Even if the plants don't suck up whatever mineral content is in the tap water it shouldn't matter much since there aren't animals yet.

I am not saying that you shouldn't EVER do a water change in a Walstad bowl but just pointing out that if you don't have animals in there (or only have something small and hardy like neocaridina shrimp) then you can pretty much do top-offs only for quite a while.


----------



## WallaceGrover (Jan 15, 2011)

madness said:


> Why change water in a Walstad style bowl that only has plants?
> 
> Even if the plants don't suck up whatever mineral content is in the tap water it shouldn't matter much since there aren't animals yet.
> 
> I am not saying that you shouldn't EVER do a water change in a Walstad bowl but just pointing out that if you don't have animals in there (or only have something small and hardy like neocaridina shrimp) then you can pretty much do top-offs only for quite a while.

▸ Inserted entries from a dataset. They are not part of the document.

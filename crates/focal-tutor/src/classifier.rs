//! Subject classification of the raw question.
//!
//! The classifier asks the model for exactly one of seven labels and maps the
//! reply tolerantly: the reply is lower-cased and matched by substring
//! against ordered keywords, so verbose or slightly malformed replies still
//! land in the right category.

use serde::{Deserialize, Serialize};
use tracing::debug;

use crate::error::{Result, TutorError};
use crate::model::LanguageModel;

/// The subject a question belongs to.
#[derive(Debug, Clone, Copy, PartialEq, Eq, Hash, Default, Serialize, Deserialize)]
#[serde(rename_all = "snake_case")]
pub enum Category {
    /// Mathematics.
    Math,
    /// Physics.
    Physics,
    /// Chemistry.
    Chemistry,
    /// Biology.
    Biology,
    /// Earth science (geology, meteorology, astronomy).
    EarthScience,
    /// English language.
    English,
    /// Anything else.
    #[default]
    Other,
}

impl Category {
    /// All categories, in the order presented to the classifier.
    pub const ALL: [Self; 7] = [
        Self::Math,
        Self::Physics,
        Self::Chemistry,
        Self::Biology,
        Self::EarthScience,
        Self::English,
        Self::Other,
    ];

    /// The wire label of this category.
    #[must_use]
    pub const fn as_str(self) -> &'static str {
        match self {
            Self::Math => "math",
            Self::Physics => "physics",
            Self::Chemistry => "chemistry",
            Self::Biology => "biology",
            Self::EarthScience => "earth_science",
            Self::English => "english",
            Self::Other => "other",
        }
    }
}

impl std::fmt::Display for Category {
    fn fmt(&self, f: &mut std::fmt::Formatter<'_>) -> std::fmt::Result {
        f.write_str(self.as_str())
    }
}

impl std::str::FromStr for Category {
    type Err = TutorError;

    fn from_str(s: &str) -> Result<Self> {
        Self::ALL
            .into_iter()
            .find(|c| c.as_str().eq_ignore_ascii_case(s.trim()))
            .ok_or_else(|| TutorError::validation(format!("unknown category '{s}'")))
    }
}

/// Keyword table; first match wins.
const KEYWORDS: &[(&str, Category)] = &[
    ("math", Category::Math),
    ("phys", Category::Physics),
    ("chem", Category::Chemistry),
    ("bio", Category::Biology),
    ("earth", Category::EarthScience),
    ("geo", Category::EarthScience),
    ("eng", Category::English),
];

/// Maps a raw classifier reply to a category.
///
/// # Examples
///
/// ```
/// use focal_tutor::{parse_category, Category};
///
/// assert_eq!(parse_category("The subject is MATH."), Category::Math);
/// assert_eq!(parse_category("earth_science"), Category::EarthScience);
/// assert_eq!(parse_category("history"), Category::Other);
/// ```
#[must_use]
pub fn parse_category(reply: &str) -> Category {
    let reply = reply.to_lowercase();
    KEYWORDS
        .iter()
        .find(|(keyword, _)| reply.contains(keyword))
        .map_or(Category::Other, |(_, category)| *category)
}

/// Builds the fixed classification instruction for `question`.
#[must_use]
pub fn classification_prompt(question: &str) -> String {
    let labels = Category::ALL
        .iter()
        .map(|c| format!("\"{c}\""))
        .collect::<Vec<_>>()
        .join(", ");
    format!(
        "Decide which school subject the following question belongs to.\n\
         Candidates: {labels}\n\
         Output exactly one of these seven labels and nothing else.\n\
         Question: {question}"
    )
}

/// Classifies `question` with a single model call.
///
/// # Errors
///
/// Returns `TutorError::ClassificationError` when the model call fails. The
/// caller is expected to degrade to [`Category::Other`].
pub async fn classify(model: &dyn LanguageModel, question: &str) -> Result<Category> {
    let reply = model
        .complete(classification_prompt(question))
        .await
        .map_err(|e| TutorError::classification(e.kind, e.message))?;
    let category = parse_category(&reply);
    debug!(reply_len = reply.len(), %category, "Classified question");
    Ok(category)
}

Maybe I shouldn't? I was afraid the water would get stagnant...


----------



## Newman (Jul 3, 2010)

i think youll be ok not changing the water, but its good practice to get the system used to water changes if you ever plan on adding animals into it like shrimp or more valuable snails.

this looks good already and its going to look great once it grows in more


----------



## WallaceGrover (Jan 15, 2011)

Newman said:


> i think youll be ok not changing the water, but its good practice to get the system used to water changes if you ever plan on adding animals into it like shrimp or more valuable snails.
> 
> this looks good already and its going to look great once it grows in more


Thanks!

I doubt I will add any livestock, for some reason I don't feel like shrimp would look good in this tank...


----------



## Newman (Jul 3, 2010)

once it grows into the crypt forest that you want, a couple of fire red cherries would look terrific in here


----------



## madness (Jul 31, 2011)

WallaceGrover said:


> Maybe I shouldn't? I was afraid the water would get stagnant...


There is nothing wrong with doing the water changes.

I just wanted to make it clear that frequent water changes are not mandatory since the 'ecosystem' that develops in a well set-up Walstad bowl provides sufficient filtration for a plant only bowl and even for shrimp bowls.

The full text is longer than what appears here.